In brief, Dorne started life at the bottom, further burdened by ill health. Nevertheless, he was driven to succeed, a task made easier by his ability to draw.
Dorne had the capability to be versatile, and was so at times when that was called for. Still, it seems to me that what he really liked to illustrate were scenes featuring crowds of people or, failing that, a detailed setting. To accomplish this, he made many preliminary studies, the final one being as detailed as the finished illustration but usually lacking color. He was hugely productive in terms of completed assignments, yet found the time and energy to do all this preparatory work. I find it astonishing that he could manage that while being involved with other projects such as the Famous Artists School.
Another characteristic of Dorne's illustration is his tendency to exaggerate body poses and gestures, something in the spirit of Thomas Hart Benton. I will deal with another of his stylistic traits below in the Gallery section.
For a reason I can't define, I'm not generally fond of Dorne's illustrations even though I greatly respect his talent and productivity.

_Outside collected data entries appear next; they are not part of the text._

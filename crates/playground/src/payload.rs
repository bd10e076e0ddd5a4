//! The record carried inside a playground URL fragment.

use serde::{Deserialize, Serialize};
use serde_json::Number;

/// Schema tag stamped into every payload this crate produces.
pub const PAYLOAD_VERSION: i64 = 1;

/// Snippet record serialized into the URL fragment.
///
/// `version` is a schema tag: producers always write `1`, while decoding
/// only requires the field to be a JSON number, so payloads from newer
/// producers still parse. `content` is the snippet text, carried verbatim
/// with no normalization or trimming.
#[derive(Debug, Clone, PartialEq, Serialize, Deserialize)]
pub struct PlaygroundPayload {
    pub version: Number,
    pub content: String,
}

impl PlaygroundPayload {
    /// Wraps snippet text in a current-version payload.
    pub fn new(content: impl Into<String>) -> Self {
        Self {
            version: Number::from(PAYLOAD_VERSION),
            content: content.into(),
        }
    }
}
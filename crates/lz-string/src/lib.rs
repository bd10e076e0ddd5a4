//! LZ-based string compression with Base64 output.
//!
//! The scheme works over UTF-16 code units with a growing phrase
//! dictionary and variable-width codes, so compress/decompress form an
//! exact inverse pair over the full Unicode range, and the encoded text
//! is safe inside a URL fragment without further escaping.

mod compress;
mod constants;
mod decompress;

pub use compress::compress_to_base64;
pub use constants::KEY_STR_BASE64;
pub use decompress::decompress_from_base64;
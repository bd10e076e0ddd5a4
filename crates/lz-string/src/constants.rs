/// Base64 key string: the standard alphabet followed by the padding
/// character. Bit-stream values index into the first 64 entries; `=`
/// (value 64) only ever appears as trailing padding.
pub const KEY_STR_BASE64: &[u8; 65] =
    b"ABCDEFGHIJKLMNOPQRSTUVWXYZabcdefghijklmnopqrstuvwxyz0123456789+/=";

/// Bits packed into each output character.
pub const BASE64_BITS_PER_CHAR: u32 = 6;
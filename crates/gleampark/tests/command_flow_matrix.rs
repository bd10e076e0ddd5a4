use gleampark::{
    decode_from_playground, share_to_playground, ConfigStore, EditorWorkspace, ExternalActions,
    HostError, InputPrompt, PasteMethod, PasteTarget, ShareMethod, UserInterface,
};
use gleampark_playground::build_playground_url;

#[derive(Debug, Clone, Copy)]
struct TestConfig {
    share_method: ShareMethod,
    paste_method: PasteMethod,
}

impl Default for TestConfig {
    fn default() -> Self {
        Self {
            share_method: ShareMethod::Clipboard,
            paste_method: PasteMethod::NewFile,
        }
    }
}

impl ConfigStore for TestConfig {
    fn share_method(&self) -> ShareMethod {
        self.share_method
    }

    fn paste_method(&self) -> PasteMethod {
        self.paste_method
    }
}

/// Host scripted with canned answers; records everything the commands do.
#[derive(Default)]
struct ScriptedHost {
    selection: Option<String>,
    document: Option<String>,
    prompt_answer: Option<String>,
    pick_answer: Option<PasteTarget>,
    clipboard_fails: bool,
    browser_fails: bool,
    edit_fails: bool,

    clipboard: Option<String>,
    opened_urls: Vec<String>,
    new_documents: Vec<String>,
    infos: Vec<String>,
    errors: Vec<String>,
    validation_messages: Vec<String>,
}

impl EditorWorkspace for ScriptedHost {
    fn selected_text(&self) -> Option<String> {
        self.selection.clone()
    }

    fn active_document_text(&self) -> Option<String> {
        self.document.clone()
    }

    fn open_new_document(&mut self, content: &str) -> Result<(), HostError> {
        if self.edit_fails {
            return Err(HostError::DocumentEdit("disk full".to_string()));
        }
        self.new_documents.push(content.to_string());
        Ok(())
    }

    fn append_to_active_document(&mut self, text: &str) -> Result<(), HostError> {
        if self.edit_fails {
            return Err(HostError::DocumentEdit("disk full".to_string()));
        }
        let document = self
            .document
            .as_mut()
            .ok_or_else(|| HostError::DocumentEdit("no active document".to_string()))?;
        document.push_str(text);
        Ok(())
    }
}

impl UserInterface for ScriptedHost {
    fn prompt_input(&mut self, prompt: &InputPrompt<'_>) -> Option<String> {
        let answer = self.prompt_answer.take()?;
        match (prompt.validate)(&answer) {
            None => Some(answer),
            Some(message) => {
                self.validation_messages.push(message);
                None
            }
        }
    }

    fn pick_paste_target(&mut self) -> Option<PasteTarget> {
        self.pick_answer
    }

    fn show_information(&mut self, message: &str) {
        self.infos.push(message.to_string());
    }

    fn show_error(&mut self, message: &str) {
        self.errors.push(message.to_string());
    }
}

impl ExternalActions for ScriptedHost {
    fn write_clipboard(&mut self, text: &str) -> Result<(), HostError> {
        if self.clipboard_fails {
            return Err(HostError::ClipboardWrite("denied".to_string()));
        }
        self.clipboard = Some(text.to_string());
        Ok(())
    }

    fn open_external(&mut self, url: &str) -> Result<(), HostError> {
        if self.browser_fails {
            return Err(HostError::OpenExternal("no display".to_string()));
        }
        self.opened_urls.push(url.to_string());
        Ok(())
    }
}

const SNIPPET: &str = "pub fn main() { \"Hello\" }";

// ---------------------------------------------------------------- share

#[test]
fn share_without_selection_only_informs() {
    let mut host = ScriptedHost::default();
    share_to_playground(&mut host, &TestConfig::default()).unwrap();
    assert_eq!(host.infos, ["Please select code to share to the playground."]);
    assert_eq!(host.clipboard, None);
    assert!(host.opened_urls.is_empty());
}

#[test]
fn share_to_clipboard() {
    let mut host = ScriptedHost {
        selection: Some(SNIPPET.to_string()),
        ..ScriptedHost::default()
    };
    share_to_playground(&mut host, &TestConfig::default()).unwrap();
    assert_eq!(host.clipboard.as_deref(), Some(&*build_playground_url(SNIPPET)));
    assert_eq!(host.infos, ["Playground link copied!"]);
    assert!(host.opened_urls.is_empty());
}

#[test]
fn share_to_browser() {
    let mut host = ScriptedHost {
        selection: Some(SNIPPET.to_string()),
        ..ScriptedHost::default()
    };
    let config = TestConfig {
        share_method: ShareMethod::Browser,
        ..TestConfig::default()
    };
    share_to_playground(&mut host, &config).unwrap();
    assert_eq!(host.opened_urls, [build_playground_url(SNIPPET)]);
    assert_eq!(host.clipboard, None);
    assert!(host.infos.is_empty());
}

#[test]
fn share_to_both() {
    let mut host = ScriptedHost {
        selection: Some(SNIPPET.to_string()),
        ..ScriptedHost::default()
    };
    let config = TestConfig {
        share_method: ShareMethod::Both,
        ..TestConfig::default()
    };
    share_to_playground(&mut host, &config).unwrap();
    assert_eq!(host.clipboard.as_deref(), Some(&*build_playground_url(SNIPPET)));
    assert_eq!(host.opened_urls, [build_playground_url(SNIPPET)]);
    assert_eq!(host.infos, ["Playground link copied!"]);
}

#[test]
fn share_swallows_browser_failure() {
    let mut host = ScriptedHost {
        selection: Some(SNIPPET.to_string()),
        browser_fails: true,
        ..ScriptedHost::default()
    };
    let config = TestConfig {
        share_method: ShareMethod::Both,
        ..TestConfig::default()
    };
    share_to_playground(&mut host, &config).unwrap();
    assert_eq!(host.infos, ["Playground link copied!"]);
    assert!(host.errors.is_empty());
}

#[test]
fn share_propagates_clipboard_failure() {
    let mut host = ScriptedHost {
        selection: Some(SNIPPET.to_string()),
        clipboard_fails: true,
        ..ScriptedHost::default()
    };
    let err = share_to_playground(&mut host, &TestConfig::default()).unwrap_err();
    assert!(matches!(err, HostError::ClipboardWrite(_)));
    assert!(host.infos.is_empty());
}

// ---------------------------------------------------------------- decode

fn decoding_host(url: String) -> ScriptedHost {
    ScriptedHost {
        prompt_answer: Some(url),
        ..ScriptedHost::default()
    }
}

#[test]
fn decode_into_new_file() {
    let mut host = decoding_host(build_playground_url(SNIPPET));
    decode_from_playground(&mut host, &TestConfig::default()).unwrap();
    assert_eq!(host.new_documents, [SNIPPET]);
    assert_eq!(host.infos, ["Playground code inserted successfully"]);
    assert!(host.errors.is_empty());
}

#[test]
fn decode_cancelled_prompt_does_nothing() {
    let mut host = ScriptedHost::default();
    decode_from_playground(&mut host, &TestConfig::default()).unwrap();
    assert!(host.new_documents.is_empty());
    assert!(host.infos.is_empty());
    assert!(host.errors.is_empty());
}

#[test]
fn decode_reports_empty_and_invalid_urls_through_the_validator() {
    let mut host = decoding_host(String::new());
    decode_from_playground(&mut host, &TestConfig::default()).unwrap();
    assert_eq!(host.validation_messages, ["URL cannot be empty"]);

    let mut host = decoding_host("https://example.com/#N4Ig".to_string());
    decode_from_playground(&mut host, &TestConfig::default()).unwrap();
    assert_eq!(host.validation_messages, ["Invalid playground URL format"]);
    assert!(host.new_documents.is_empty());
}

#[test]
fn decode_reports_corrupted_data_with_a_single_message() {
    // Valid URL shape, but the fragment is not a compressed payload.
    let mut host = decoding_host("https://playground.gleam.run/#AAAAAAAA".to_string());
    decode_from_playground(&mut host, &TestConfig::default()).unwrap();
    assert_eq!(
        host.errors,
        ["Could not decode playground data. The URL may be invalid or corrupted."]
    );
    assert!(host.new_documents.is_empty());
}

#[test]
fn decode_appends_with_separator_to_a_nonempty_document() {
    let mut host = decoding_host(build_playground_url(SNIPPET));
    host.document = Some("existing".to_string());
    let config = TestConfig {
        paste_method: PasteMethod::Append,
        ..TestConfig::default()
    };
    decode_from_playground(&mut host, &config).unwrap();
    assert_eq!(host.document.as_deref(), Some(&*format!("existing\n\n{SNIPPET}")));
    assert_eq!(host.infos, ["Playground code inserted successfully"]);
}

#[test]
fn decode_appends_without_separator_to_an_empty_document() {
    let mut host = decoding_host(build_playground_url(SNIPPET));
    host.document = Some(String::new());
    let config = TestConfig {
        paste_method: PasteMethod::Append,
        ..TestConfig::default()
    };
    decode_from_playground(&mut host, &config).unwrap();
    assert_eq!(host.document.as_deref(), Some(SNIPPET));
}

#[test]
fn decode_falls_back_to_new_file_without_an_active_editor() {
    let mut host = decoding_host(build_playground_url(SNIPPET));
    let config = TestConfig {
        paste_method: PasteMethod::Append,
        ..TestConfig::default()
    };
    decode_from_playground(&mut host, &config).unwrap();
    assert_eq!(host.new_documents, [SNIPPET]);
}

#[test]
fn decode_ask_honors_the_picked_target() {
    let mut host = decoding_host(build_playground_url(SNIPPET));
    host.document = Some("existing".to_string());
    host.pick_answer = Some(PasteTarget::Append);
    let config = TestConfig {
        paste_method: PasteMethod::Ask,
        ..TestConfig::default()
    };
    decode_from_playground(&mut host, &config).unwrap();
    assert_eq!(host.document.as_deref(), Some(&*format!("existing\n\n{SNIPPET}")));
}

#[test]
fn decode_ask_dismissed_cancels_silently() {
    let mut host = decoding_host(build_playground_url(SNIPPET));
    host.document = Some("existing".to_string());
    let config = TestConfig {
        paste_method: PasteMethod::Ask,
        ..TestConfig::default()
    };
    decode_from_playground(&mut host, &config).unwrap();
    assert!(host.new_documents.is_empty());
    assert_eq!(host.document.as_deref(), Some("existing"));
    assert!(host.infos.is_empty());
    assert!(host.errors.is_empty());
}

#[test]
fn decode_reports_a_failed_edit_with_its_cause() {
    let mut host = decoding_host(build_playground_url(SNIPPET));
    host.edit_fails = true;
    decode_from_playground(&mut host, &TestConfig::default()).unwrap();
    assert_eq!(host.errors.len(), 1);
    assert!(host.errors[0].starts_with("Failed to insert code:"));
    assert!(host.infos.is_empty());
}

#[test]
fn decode_preserves_unicode_content() {
    let code = "pub fn main() { \"Hello 世界 🌍\" }";
    let mut host = decoding_host(build_playground_url(code));
    decode_from_playground(&mut host, &TestConfig::default()).unwrap();
    assert_eq!(host.new_documents, [code]);
}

Big crowd here. Note the V composition motif that helps holds the image together.
Now for some exaggerated poses in the form of craning necks.
The crowd lurks around the edges here.
Lots of detail plus a crowd of kids in the dining room.

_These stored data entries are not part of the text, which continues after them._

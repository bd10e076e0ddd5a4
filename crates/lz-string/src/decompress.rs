//! Inverse of the LZ compressor: Base64 text back to the original string.

use crate::constants::KEY_STR_BASE64;

const fn build_reverse_table() -> [i8; 256] {
    let mut table = [-1i8; 256];
    let mut i = 0;
    while i < KEY_STR_BASE64.len() {
        table[KEY_STR_BASE64[i] as usize] = i as i8;
        i += 1;
    }
    table
}

/// Maps each Base64 byte back to its bit-stream value; -1 for bytes
/// outside the key string.
const REVERSE_TABLE: [i8; 256] = build_reverse_table();

fn base_value(byte: u8) -> Option<u32> {
    let value = REVERSE_TABLE[byte as usize];
    if value < 0 {
        None
    } else {
        Some(value as u32)
    }
}

/// Reads the bit stream back out of the encoded characters. Bits inside a
/// character are consumed most significant first; multi-bit values are
/// reassembled least significant bit first, mirroring the writer.
struct BitReader<'a> {
    bytes: &'a [u8],
    val: u32,
    position: u32,
    index: usize,
    reset_value: u32,
}

impl<'a> BitReader<'a> {
    fn new(bytes: &'a [u8], reset_value: u32) -> Option<Self> {
        let val = base_value(*bytes.first()?)?;
        Some(Self {
            bytes,
            val,
            position: reset_value,
            index: 1,
            reset_value,
        })
    }

    fn read(&mut self, count: u32) -> Option<u32> {
        let mut bits = 0u32;
        let mut power = 1u32;
        for _ in 0..count {
            if self.val & self.position != 0 {
                bits |= power;
            }
            self.position >>= 1;
            if self.position == 0 {
                self.position = self.reset_value;
                // Reads past the end supply zero bits; the caller's index
                // guard terminates the stream.
                self.val = match self.bytes.get(self.index) {
                    Some(&b) => base_value(b)?,
                    None => 0,
                };
                self.index += 1;
            }
            power <<= 1;
        }
        Some(bits)
    }
}

pub(crate) fn decompress(bytes: &[u8], reset_value: u32) -> Option<Vec<u16>> {
    let mut reader = BitReader::new(bytes, reset_value)?;
    // Codes 0 and 1 introduce literals, code 2 ends the stream; the
    // placeholder entries keep dictionary indices aligned with codes.
    let mut dictionary: Vec<Vec<u16>> = vec![Vec::new(), Vec::new(), Vec::new()];
    let mut enlarge_in: u64 = 4;
    let mut num_bits: u32 = 3;

    let first = match reader.read(2)? {
        0 => reader.read(8)? as u16,
        1 => reader.read(16)? as u16,
        2 => return Some(Vec::new()),
        _ => return None,
    };
    dictionary.push(vec![first]);
    let mut w = vec![first];
    let mut result = vec![first];

    loop {
        if reader.index > bytes.len() {
            return None;
        }

        let mut code = reader.read(num_bits)? as usize;
        match code {
            0 => {
                let literal = reader.read(8)? as u16;
                dictionary.push(vec![literal]);
                code = dictionary.len() - 1;
                enlarge_in -= 1;
            }
            1 => {
                let literal = reader.read(16)? as u16;
                dictionary.push(vec![literal]);
                code = dictionary.len() - 1;
                enlarge_in -= 1;
            }
            2 => return Some(result),
            _ => {}
        }

        if enlarge_in == 0 {
            enlarge_in = 1u64 << num_bits;
            num_bits += 1;
        }

        let entry = if let Some(entry) = dictionary.get(code) {
            entry.clone()
        } else if code == dictionary.len() {
            // The one phrase the compressor can reference before
            // completing it: the current phrase extended by its own
            // first code unit.
            let mut entry = w.clone();
            entry.push(w[0]);
            entry
        } else {
            return None;
        };
        result.extend_from_slice(&entry);

        let mut new_entry = w.clone();
        new_entry.push(entry[0]);
        dictionary.push(new_entry);
        enlarge_in -= 1;

        w = entry;

        if enlarge_in == 0 {
            enlarge_in = 1u64 << num_bits;
            num_bits += 1;
        }
    }
}

/// Decompresses Base64 text produced by [`compress_to_base64`].
///
/// Returns `None` for the empty string, for input containing bytes
/// outside the Base64 key string, for truncated or foreign bit streams,
/// and for streams that decode to invalid UTF-16.
///
/// [`compress_to_base64`]: crate::compress_to_base64
///
/// # Example
///
/// ```
/// use gleampark_lz_string::{compress_to_base64, decompress_from_base64};
///
/// let packed = compress_to_base64("let x = 1");
/// assert_eq!(decompress_from_base64(&packed).as_deref(), Some("let x = 1"));
/// ```
pub fn decompress_from_base64(input: &str) -> Option<String> {
    if input.is_empty() {
        return None;
    }
    let units = decompress(input.as_bytes(), 32)?;
    String::from_utf16(&units).ok()
}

Observe that the gentlemen at the left and right have very short legs. Ideally, a person's crotch is about one half of a person's height, though of course people deviate from this measure. For some reason, Dorne's casts of characters have legs that almost always range from normal (as just defined) to shorter than that. Sometimes, a lot shorter, as seen here.
The shorter corporals (why so many corporals? was that in the book?) have short legs, which is how things tend to be in reality.
Perhaps for reasons of composition, Dorne drew a number of people here with noticeably short legs. Examples include the woman in the red skirt, the policeman, and the soldier towards the left side of the image.